(Records from a data collection)
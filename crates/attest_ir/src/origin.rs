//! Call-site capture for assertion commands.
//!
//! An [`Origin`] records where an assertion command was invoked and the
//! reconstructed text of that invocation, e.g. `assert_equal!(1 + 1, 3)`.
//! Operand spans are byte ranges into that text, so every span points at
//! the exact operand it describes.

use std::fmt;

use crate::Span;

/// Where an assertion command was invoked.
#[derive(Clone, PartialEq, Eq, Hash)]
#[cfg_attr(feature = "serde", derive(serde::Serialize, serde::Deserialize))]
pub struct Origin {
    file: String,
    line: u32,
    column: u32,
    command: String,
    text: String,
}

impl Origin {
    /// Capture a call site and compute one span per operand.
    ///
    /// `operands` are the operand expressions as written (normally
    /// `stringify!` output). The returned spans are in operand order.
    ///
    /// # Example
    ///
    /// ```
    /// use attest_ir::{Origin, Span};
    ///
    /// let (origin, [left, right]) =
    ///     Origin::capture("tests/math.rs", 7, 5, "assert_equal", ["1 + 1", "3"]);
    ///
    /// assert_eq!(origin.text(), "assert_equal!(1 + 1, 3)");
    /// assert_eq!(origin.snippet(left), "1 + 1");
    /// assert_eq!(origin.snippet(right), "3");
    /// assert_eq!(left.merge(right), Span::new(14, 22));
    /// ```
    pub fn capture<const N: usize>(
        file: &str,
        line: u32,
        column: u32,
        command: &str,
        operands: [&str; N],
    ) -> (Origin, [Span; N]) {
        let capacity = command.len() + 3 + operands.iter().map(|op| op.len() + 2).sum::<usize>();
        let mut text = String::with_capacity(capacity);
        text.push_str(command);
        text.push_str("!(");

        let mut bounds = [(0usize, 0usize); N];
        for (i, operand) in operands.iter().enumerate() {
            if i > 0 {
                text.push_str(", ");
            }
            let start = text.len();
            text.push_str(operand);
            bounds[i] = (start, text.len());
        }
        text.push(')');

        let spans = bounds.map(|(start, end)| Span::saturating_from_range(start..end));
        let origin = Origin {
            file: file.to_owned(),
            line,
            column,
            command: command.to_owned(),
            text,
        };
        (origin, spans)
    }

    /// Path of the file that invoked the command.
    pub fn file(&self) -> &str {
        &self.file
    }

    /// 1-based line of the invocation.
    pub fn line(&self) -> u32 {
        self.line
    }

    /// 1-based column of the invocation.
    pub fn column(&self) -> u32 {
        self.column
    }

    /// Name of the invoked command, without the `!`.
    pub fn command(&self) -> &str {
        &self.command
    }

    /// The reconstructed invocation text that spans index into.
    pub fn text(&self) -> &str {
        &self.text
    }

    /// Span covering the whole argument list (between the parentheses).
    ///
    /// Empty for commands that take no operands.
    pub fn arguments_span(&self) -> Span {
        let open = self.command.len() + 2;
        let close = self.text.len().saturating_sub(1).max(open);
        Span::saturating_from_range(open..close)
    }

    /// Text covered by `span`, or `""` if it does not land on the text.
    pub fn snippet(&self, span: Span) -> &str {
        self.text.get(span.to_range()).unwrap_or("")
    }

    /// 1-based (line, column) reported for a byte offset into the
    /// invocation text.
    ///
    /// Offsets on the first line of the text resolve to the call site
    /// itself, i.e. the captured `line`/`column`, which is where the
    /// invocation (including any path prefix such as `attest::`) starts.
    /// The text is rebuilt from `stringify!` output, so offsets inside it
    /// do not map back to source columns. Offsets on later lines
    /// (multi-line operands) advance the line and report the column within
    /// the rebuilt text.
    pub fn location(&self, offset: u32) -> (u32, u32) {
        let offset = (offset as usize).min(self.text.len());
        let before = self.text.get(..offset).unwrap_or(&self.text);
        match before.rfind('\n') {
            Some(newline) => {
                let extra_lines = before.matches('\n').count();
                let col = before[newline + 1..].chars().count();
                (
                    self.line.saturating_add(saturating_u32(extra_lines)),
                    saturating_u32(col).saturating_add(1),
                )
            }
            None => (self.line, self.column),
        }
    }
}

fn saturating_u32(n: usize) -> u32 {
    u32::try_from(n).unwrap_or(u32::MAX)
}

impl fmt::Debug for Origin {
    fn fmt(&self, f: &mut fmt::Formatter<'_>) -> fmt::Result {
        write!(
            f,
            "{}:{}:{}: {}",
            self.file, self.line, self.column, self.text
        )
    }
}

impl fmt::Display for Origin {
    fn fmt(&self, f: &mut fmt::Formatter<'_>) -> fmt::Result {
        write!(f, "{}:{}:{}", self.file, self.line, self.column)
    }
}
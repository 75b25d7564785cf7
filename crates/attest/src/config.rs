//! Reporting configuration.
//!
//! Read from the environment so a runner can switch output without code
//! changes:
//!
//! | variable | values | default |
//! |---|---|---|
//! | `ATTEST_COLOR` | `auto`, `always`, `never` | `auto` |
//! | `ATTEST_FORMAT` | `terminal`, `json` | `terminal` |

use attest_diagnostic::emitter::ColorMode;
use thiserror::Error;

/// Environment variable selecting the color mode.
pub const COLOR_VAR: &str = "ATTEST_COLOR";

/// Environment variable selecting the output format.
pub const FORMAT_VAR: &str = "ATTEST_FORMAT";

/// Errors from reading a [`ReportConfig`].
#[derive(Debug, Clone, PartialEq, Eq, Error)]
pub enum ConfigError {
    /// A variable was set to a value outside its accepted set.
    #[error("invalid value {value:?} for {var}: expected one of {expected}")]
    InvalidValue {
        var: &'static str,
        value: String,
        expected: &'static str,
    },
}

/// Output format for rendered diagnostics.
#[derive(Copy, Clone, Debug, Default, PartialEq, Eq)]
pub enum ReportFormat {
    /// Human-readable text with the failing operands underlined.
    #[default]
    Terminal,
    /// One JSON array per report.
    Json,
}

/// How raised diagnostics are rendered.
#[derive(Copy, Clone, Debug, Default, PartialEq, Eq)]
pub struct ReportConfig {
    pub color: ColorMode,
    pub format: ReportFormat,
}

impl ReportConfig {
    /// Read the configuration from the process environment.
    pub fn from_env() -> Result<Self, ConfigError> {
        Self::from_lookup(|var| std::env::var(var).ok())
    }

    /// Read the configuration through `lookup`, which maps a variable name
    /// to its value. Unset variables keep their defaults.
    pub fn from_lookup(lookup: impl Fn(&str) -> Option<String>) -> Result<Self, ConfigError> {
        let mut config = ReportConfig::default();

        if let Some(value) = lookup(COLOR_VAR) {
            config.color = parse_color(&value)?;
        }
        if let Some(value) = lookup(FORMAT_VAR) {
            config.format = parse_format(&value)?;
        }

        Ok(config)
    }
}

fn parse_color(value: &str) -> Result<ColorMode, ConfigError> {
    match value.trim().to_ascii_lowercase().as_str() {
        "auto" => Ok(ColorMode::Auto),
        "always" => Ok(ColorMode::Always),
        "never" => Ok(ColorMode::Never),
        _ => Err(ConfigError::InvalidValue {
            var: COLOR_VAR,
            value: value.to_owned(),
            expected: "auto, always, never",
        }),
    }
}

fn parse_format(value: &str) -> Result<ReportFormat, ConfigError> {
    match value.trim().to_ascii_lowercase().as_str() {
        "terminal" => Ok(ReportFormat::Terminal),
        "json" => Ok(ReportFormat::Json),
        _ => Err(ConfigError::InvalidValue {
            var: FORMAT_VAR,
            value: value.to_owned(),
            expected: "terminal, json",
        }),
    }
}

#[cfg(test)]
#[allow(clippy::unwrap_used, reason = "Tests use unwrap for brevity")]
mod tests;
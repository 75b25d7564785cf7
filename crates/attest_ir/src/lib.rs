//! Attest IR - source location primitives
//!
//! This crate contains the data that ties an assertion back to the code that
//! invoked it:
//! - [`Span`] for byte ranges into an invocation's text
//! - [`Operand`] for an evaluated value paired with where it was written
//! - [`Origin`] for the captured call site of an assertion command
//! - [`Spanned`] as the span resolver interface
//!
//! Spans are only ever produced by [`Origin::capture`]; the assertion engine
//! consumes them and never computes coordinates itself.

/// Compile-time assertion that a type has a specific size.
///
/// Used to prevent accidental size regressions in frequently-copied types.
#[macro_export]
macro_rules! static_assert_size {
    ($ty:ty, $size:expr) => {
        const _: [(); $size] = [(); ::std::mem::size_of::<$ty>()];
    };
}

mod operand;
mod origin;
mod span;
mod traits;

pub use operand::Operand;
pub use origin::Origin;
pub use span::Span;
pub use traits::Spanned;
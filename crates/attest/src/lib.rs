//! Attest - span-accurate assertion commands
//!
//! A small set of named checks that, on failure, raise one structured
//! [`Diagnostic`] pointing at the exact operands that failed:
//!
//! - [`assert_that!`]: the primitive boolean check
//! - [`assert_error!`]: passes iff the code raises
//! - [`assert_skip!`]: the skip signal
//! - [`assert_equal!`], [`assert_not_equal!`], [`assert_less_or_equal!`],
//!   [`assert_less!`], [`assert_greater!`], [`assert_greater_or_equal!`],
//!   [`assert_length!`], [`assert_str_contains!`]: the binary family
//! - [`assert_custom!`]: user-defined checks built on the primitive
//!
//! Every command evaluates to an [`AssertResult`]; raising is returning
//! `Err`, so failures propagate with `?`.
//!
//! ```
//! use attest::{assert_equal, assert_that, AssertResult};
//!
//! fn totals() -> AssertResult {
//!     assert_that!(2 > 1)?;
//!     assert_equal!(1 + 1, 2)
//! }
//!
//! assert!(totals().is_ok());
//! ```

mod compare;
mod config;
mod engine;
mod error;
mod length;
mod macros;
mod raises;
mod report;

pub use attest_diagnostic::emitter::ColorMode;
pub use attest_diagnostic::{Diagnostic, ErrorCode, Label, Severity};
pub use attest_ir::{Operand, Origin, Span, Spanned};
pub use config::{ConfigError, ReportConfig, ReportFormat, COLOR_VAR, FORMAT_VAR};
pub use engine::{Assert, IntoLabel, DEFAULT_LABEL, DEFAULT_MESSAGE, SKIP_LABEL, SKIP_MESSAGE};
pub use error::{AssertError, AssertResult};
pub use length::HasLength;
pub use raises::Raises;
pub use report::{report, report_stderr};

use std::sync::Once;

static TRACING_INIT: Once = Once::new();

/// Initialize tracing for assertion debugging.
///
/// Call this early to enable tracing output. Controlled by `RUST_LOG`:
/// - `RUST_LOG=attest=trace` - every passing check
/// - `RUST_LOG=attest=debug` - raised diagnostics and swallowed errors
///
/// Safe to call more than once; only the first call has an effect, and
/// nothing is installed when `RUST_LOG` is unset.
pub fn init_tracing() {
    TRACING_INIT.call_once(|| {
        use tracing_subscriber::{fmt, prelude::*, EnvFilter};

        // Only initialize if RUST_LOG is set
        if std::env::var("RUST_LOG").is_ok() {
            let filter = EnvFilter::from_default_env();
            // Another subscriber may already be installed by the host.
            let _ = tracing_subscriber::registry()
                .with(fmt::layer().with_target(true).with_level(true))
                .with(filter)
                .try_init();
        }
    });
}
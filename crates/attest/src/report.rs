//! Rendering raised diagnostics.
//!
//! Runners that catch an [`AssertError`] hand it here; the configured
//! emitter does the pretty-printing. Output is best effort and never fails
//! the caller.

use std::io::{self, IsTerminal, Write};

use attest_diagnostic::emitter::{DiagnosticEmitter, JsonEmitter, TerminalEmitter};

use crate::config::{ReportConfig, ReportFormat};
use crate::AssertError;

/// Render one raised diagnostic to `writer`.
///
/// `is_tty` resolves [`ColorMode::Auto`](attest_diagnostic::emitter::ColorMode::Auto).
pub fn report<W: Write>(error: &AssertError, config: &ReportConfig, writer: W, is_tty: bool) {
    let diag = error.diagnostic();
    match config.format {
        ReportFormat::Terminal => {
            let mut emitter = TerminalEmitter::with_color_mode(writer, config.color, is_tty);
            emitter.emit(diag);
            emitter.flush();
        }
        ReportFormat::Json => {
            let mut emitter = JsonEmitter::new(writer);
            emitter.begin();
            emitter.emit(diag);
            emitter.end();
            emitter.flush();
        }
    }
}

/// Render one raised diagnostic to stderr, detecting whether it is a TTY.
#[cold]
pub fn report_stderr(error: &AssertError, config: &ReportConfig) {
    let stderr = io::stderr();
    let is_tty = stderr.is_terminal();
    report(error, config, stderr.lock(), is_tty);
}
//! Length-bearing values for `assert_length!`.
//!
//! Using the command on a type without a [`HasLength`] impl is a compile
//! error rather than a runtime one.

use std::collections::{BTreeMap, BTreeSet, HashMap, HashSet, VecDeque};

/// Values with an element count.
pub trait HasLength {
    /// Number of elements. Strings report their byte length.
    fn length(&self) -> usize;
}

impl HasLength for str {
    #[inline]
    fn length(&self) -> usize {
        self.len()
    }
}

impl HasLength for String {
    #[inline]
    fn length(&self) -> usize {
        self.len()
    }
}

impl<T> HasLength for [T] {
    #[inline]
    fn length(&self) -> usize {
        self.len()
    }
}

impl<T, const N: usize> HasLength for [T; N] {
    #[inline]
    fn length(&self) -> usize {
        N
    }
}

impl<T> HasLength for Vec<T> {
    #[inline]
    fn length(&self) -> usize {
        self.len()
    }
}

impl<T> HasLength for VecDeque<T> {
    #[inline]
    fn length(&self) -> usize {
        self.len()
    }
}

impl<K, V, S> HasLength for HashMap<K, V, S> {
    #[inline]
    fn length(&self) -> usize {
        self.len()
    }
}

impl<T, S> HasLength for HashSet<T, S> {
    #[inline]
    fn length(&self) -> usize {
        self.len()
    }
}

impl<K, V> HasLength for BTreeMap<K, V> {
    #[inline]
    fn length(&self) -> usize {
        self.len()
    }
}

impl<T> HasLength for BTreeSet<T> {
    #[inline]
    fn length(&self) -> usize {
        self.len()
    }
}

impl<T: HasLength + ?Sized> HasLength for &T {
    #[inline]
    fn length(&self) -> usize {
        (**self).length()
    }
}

** DESCRIPTION OF THE TASK **
Write the number of lines in the data above that contain "VecDeque", adding no other words.

** FINISHED EXERCISE **
2